Le système ou la légitimité du gros bâton
Par Rabah A. – Ces derniers mois, un terme revient très souvent dans le jargon des responsables algériens. Celui-ci est tellement galvaudé qu’on est contraint de consulter le dictionnaire pour en connaître le sens véritable. Il s’agit du mot «légitimité» que Le Petit Robert définit comme suit : «La légitimité est la qualité de ce qui est fondé en droit, en justice ou en équité». Cette définition est une véritable gifle assénée au dictateur en chef et à sa bande de courtisans militaires et civils car aucune des trois conditions citées n’est remplie par la clique qui s’est emparée par la force du pouvoir et qui ne veut plus le rétrocéder au nom d’une soi-disant légitimité du peuple qui est l’émanation de tous les pouvoirs et qui lui dispose effectivement de la légitimité requise pour exercer ce pouvoir.

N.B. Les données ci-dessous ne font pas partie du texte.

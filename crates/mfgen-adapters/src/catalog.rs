//! The built-in template catalog.
//!
//! One [`CatalogEntry`] per [`TemplateId`]: the template text and the
//! variables it requires. The catalog is the explicit, statically checkable
//! table that replaces an implicit template directory layout: every
//! placeholder a template uses must appear in its `required` list, which
//! [`verify_catalog`] asserts.
//!
//! Static-copy templates declare no variables and contain no placeholders;
//! rendering them is a verbatim copy.

use mfgen_core::domain::TemplateId;

/// One template: its identity, required context variables, and text.
#[derive(Debug, Clone, Copy)]
pub struct CatalogEntry {
    pub id: TemplateId,
    pub required: &'static [&'static str],
    pub text: &'static str,
}

/// Look up a catalog entry. `None` means the id is outside the catalog,
/// which callers must treat as an internal defect.
pub fn entry(id: TemplateId) -> Option<&'static CatalogEntry> {
    CATALOG.iter().find(|e| e.id == id)
}

/// Startup-time consistency check: every template id has an entry, and
/// every `{{PLACEHOLDER}}` in a template's text is declared in `required`.
pub fn verify_catalog() -> Result<(), String> {
    for id in TemplateId::ALL {
        let Some(entry) = entry(*id) else {
            return Err(format!("template '{id}' has no catalog entry"));
        };
        for placeholder in placeholders(entry.text) {
            if !entry.required.contains(&placeholder.as_str()) {
                return Err(format!(
                    "template '{id}' uses undeclared placeholder '{placeholder}'"
                ));
            }
        }
    }
    Ok(())
}

/// Extract `{{NAME}}` placeholder names from a template text.
pub(crate) fn placeholders(text: &str) -> Vec<String> {
    let mut found = Vec::new();
    let mut rest = text;
    while let Some(start) = rest.find("{{") {
        rest = &rest[start + 2..];
        if let Some(end) = rest.find("}}") {
            let name = &rest[..end];
            if name
                .chars()
                .all(|c| c.is_ascii_uppercase() || c.is_ascii_digit() || c == '_')
                && !name.is_empty()
                && !found.contains(&name.to_string())
            {
                found.push(name.to_string());
            }
            rest = &rest[end + 2..];
        } else {
            break;
        }
    }
    found
}

// ── Host templates ───────────────────────────────────────────────────────────

const HOST_MANIFEST: &str = r#"{
  "name": "{{APP_NAME}}",
  "version": "1.0.0",
  "private": true,
  "scripts": {
    "start": "webpack serve --mode development",
    "build": "webpack --mode production",
    "start:all": "concurrently \"npm start\" {{START_ALL}}"
  },
  "dependencies": {
    "react": "^18.2.0",
    "react-dom": "^18.2.0"
  },
  "devDependencies": {
    "concurrently": "^8.2.2",
    "css-loader": "^6.10.0",
    "html-webpack-plugin": "^5.6.0",
    "sass": "^1.71.0",
    "sass-loader": "^14.1.0",
    "style-loader": "^3.3.4",
    "ts-loader": "^9.5.1",
    "typescript": "^5.3.3",
    "webpack": "^5.90.0",
    "webpack-cli": "^5.1.4",
    "webpack-dev-server": "^4.15.1",
    "@types/react": "^18.2.0",
    "@types/react-dom": "^18.2.0"
  }
}
"#;

const HOST_WEBPACK_CONFIG: &str = r#"const HtmlWebpackPlugin = require('html-webpack-plugin');
const { ModuleFederationPlugin } = require('webpack').container;

module.exports = {
  entry: './src/index.tsx',
  mode: 'development',
  devServer: {
    port: {{HOST_PORT}},
    historyApiFallback: true,
  },
  output: {
    publicPath: 'auto',
  },
  resolve: {
    extensions: ['.tsx', '.ts', '.js'],
  },
  module: {
    rules: [
      { test: /\.tsx?$/, loader: 'ts-loader', exclude: /node_modules/ },
      { test: /\.scss$/, use: ['style-loader', 'css-loader', 'sass-loader'] },
    ],
  },
  plugins: [
    new ModuleFederationPlugin({
      name: '{{APP_NAME}}',
      remotes: {
{{REMOTE_ENTRIES}}
      },
      shared: {
        react: { singleton: true, eager: true },
        'react-dom': { singleton: true, eager: true },
      },
    }),
    new HtmlWebpackPlugin({ template: './public/index.html' }),
  ],
};
"#;

const HOST_INDEX_HTML: &str = r#"<!DOCTYPE html>
<html lang="en">
  <head>
    <meta charset="UTF-8" />
    <meta name="viewport" content="width=device-width, initial-scale=1.0" />
    <title>{{APP_NAME}}</title>
  </head>
  <body>
    <div id="root"></div>
  </body>
</html>
"#;

const HOST_ENTRY: &str = r#"import React, { Suspense, lazy } from 'react';
import { createRoot } from 'react-dom/client';
import './styles/main.scss';

{{REMOTE_IMPORTS}}

const App = () => (
  <div className="app-shell">
    <h1>{{APP_NAME}}</h1>
    <Suspense fallback={<div>Loading...</div>}>
{{REMOTE_OUTLETS}}
    </Suspense>
  </div>
);

const root = createRoot(document.getElementById('root')!);
root.render(<App />);
"#;

const HOST_DECLARATIONS: &str = r#"declare module '*.scss';

{{REMOTE_DECLARATIONS}}
"#;

// ── Microfrontend templates ──────────────────────────────────────────────────

const MF_MANIFEST: &str = r#"{
  "name": "{{MF_NAME}}",
  "version": "1.0.0",
  "private": true,
  "scripts": {
    "start": "webpack serve --mode development",
    "build": "webpack --mode production"
  },
  "dependencies": {
    "react": "^18.2.0",
    "react-dom": "^18.2.0"
  },
  "devDependencies": {
    "css-loader": "^6.10.0",
    "html-webpack-plugin": "^5.6.0",
    "sass": "^1.71.0",
    "sass-loader": "^14.1.0",
    "style-loader": "^3.3.4",
    "ts-loader": "^9.5.1",
    "typescript": "^5.3.3",
    "webpack": "^5.90.0",
    "webpack-cli": "^5.1.4",
    "webpack-dev-server": "^4.15.1",
    "@types/react": "^18.2.0",
    "@types/react-dom": "^18.2.0"
  }
}
"#;

const MF_WEBPACK_CONFIG: &str = r#"const HtmlWebpackPlugin = require('html-webpack-plugin');
const { ModuleFederationPlugin } = require('webpack').container;

module.exports = {
  entry: './src/index.tsx',
  mode: 'development',
  devServer: {
    port: {{MF_PORT}},
  },
  output: {
    publicPath: 'auto',
  },
  resolve: {
    extensions: ['.tsx', '.ts', '.js'],
  },
  module: {
    rules: [
      { test: /\.tsx?$/, loader: 'ts-loader', exclude: /node_modules/ },
      { test: /\.scss$/, use: ['style-loader', 'css-loader', 'sass-loader'] },
    ],
  },
  plugins: [
    new ModuleFederationPlugin({
      name: '{{MF_NAME}}',
      filename: 'remoteEntry.js',
      exposes: {
        './App': './src/App',
      },
      shared: {
        react: { singleton: true, eager: true },
        'react-dom': { singleton: true, eager: true },
      },
    }),
    new HtmlWebpackPlugin({ template: './public/index.html' }),
  ],
};
"#;

const MF_INDEX_HTML: &str = r#"<!DOCTYPE html>
<html lang="en">
  <head>
    <meta charset="UTF-8" />
    <meta name="viewport" content="width=device-width, initial-scale=1.0" />
    <title>{{MF_NAME}}</title>
  </head>
  <body>
    <div id="root"></div>
  </body>
</html>
"#;

const MF_APP: &str = r#"import React from 'react';
import './styles/main.scss';

const App = () => (
  <div className="mf-root">
    <h2>{{MF_NAME}}</h2>
  </div>
);

export default App;
"#;

const MF_BOOTSTRAP: &str = r#"import React from 'react';
import { createRoot } from 'react-dom/client';
import App from './App';

const root = createRoot(document.getElementById('root')!);
root.render(<App />);
"#;

const MF_ENTRY: &str = r#"import('./bootstrap');

export {};
"#;

// ── Shared static assets ─────────────────────────────────────────────────────

const TSCONFIG: &str = r#"{
  "compilerOptions": {
    "target": "ES2020",
    "module": "ESNext",
    "moduleResolution": "node",
    "jsx": "react-jsx",
    "strict": true,
    "esModuleInterop": true,
    "skipLibCheck": true,
    "sourceMap": true
  },
  "include": ["src"]
}
"#;

const STYLES_MAIN: &str = r#"body {
  margin: 0;
  font-family: -apple-system, BlinkMacSystemFont, 'Segoe UI', Roboto, sans-serif;
  -webkit-font-smoothing: antialiased;
}
"#;

// ── The catalog ──────────────────────────────────────────────────────────────

pub const CATALOG: &[CatalogEntry] = &[
    CatalogEntry {
        id: TemplateId::HostManifest,
        required: &["APP_NAME", "START_ALL"],
        text: HOST_MANIFEST,
    },
    CatalogEntry {
        id: TemplateId::HostWebpackConfig,
        required: &["APP_NAME", "HOST_PORT", "REMOTE_ENTRIES"],
        text: HOST_WEBPACK_CONFIG,
    },
    CatalogEntry {
        id: TemplateId::HostIndexHtml,
        required: &["APP_NAME"],
        text: HOST_INDEX_HTML,
    },
    CatalogEntry {
        id: TemplateId::HostEntry,
        required: &["APP_NAME", "REMOTE_IMPORTS", "REMOTE_OUTLETS"],
        text: HOST_ENTRY,
    },
    CatalogEntry {
        id: TemplateId::HostDeclarations,
        required: &["REMOTE_DECLARATIONS"],
        text: HOST_DECLARATIONS,
    },
    CatalogEntry {
        id: TemplateId::MfManifest,
        required: &["MF_NAME"],
        text: MF_MANIFEST,
    },
    CatalogEntry {
        id: TemplateId::MfWebpackConfig,
        required: &["MF_NAME", "MF_PORT"],
        text: MF_WEBPACK_CONFIG,
    },
    CatalogEntry {
        id: TemplateId::MfIndexHtml,
        required: &["MF_NAME"],
        text: MF_INDEX_HTML,
    },
    CatalogEntry {
        id: TemplateId::MfApp,
        required: &["MF_NAME"],
        text: MF_APP,
    },
    CatalogEntry {
        id: TemplateId::MfBootstrap,
        required: &[],
        text: MF_BOOTSTRAP,
    },
    CatalogEntry {
        id: TemplateId::MfEntry,
        required: &[],
        text: MF_ENTRY,
    },
    CatalogEntry {
        id: TemplateId::Tsconfig,
        required: &[],
        text: TSCONFIG,
    },
    CatalogEntry {
        id: TemplateId::StylesMain,
        required: &[],
        text: STYLES_MAIN,
    },
];

// ── Tests ────────────────────────────────────────────────────────────────────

Dans la bouche de Gaïd, ce mot sonne comme un coup de fusil, sinon comme le coup d’une lame aiguisée dans le dos de tous les patriotes. Ainsi, comment lui, le caporal de la colonie de vacances de Ghardimaou rentré en Algérie par la grâce de l’indépendance chèrement acquise par les vrais hommes, peut-il lier sa petite et vile personne aux combattants de la prestigieuse ALN ? A l’indépendance, je m’en souviens, tous les murs portaient la même inscription, «un seul héros le peuple» et nos espoirs et nos rêves n’avaient pas de limites. Mais ce peuple-là, en dépit de son potentiel inouï et de son désir incroyable de vivre et de bâtir une belle nation, perdit bientôt toutes ses illusions et se mit à envisager à son corps défendant le départ vers un ailleurs plus clément, même si c’était chez les autres.
La légitimité avait déjà perdu tout son sens et les prisons du système, les portes béantes, étaient là pour briser tous les élans salvateurs et l’envie d’aller de l’avant et de casser ses chaînes de ce peuple magnifique qui n’avait revendiqué que son droit légitime d’avoir une école performante, compétitive, des hôpitaux performants, des universités capables de fournir le pays en diplômés de valeur, des entreprises efficaces et une justice indépendante et équitable. La légitimité disparut progressivement du langage ambiant et ne servit plus de couverture au pouvoir réel qui ne se gênait plus pour montrer sa force et réprimer les masses. C’était l’ère de la légitimité du gros bâton.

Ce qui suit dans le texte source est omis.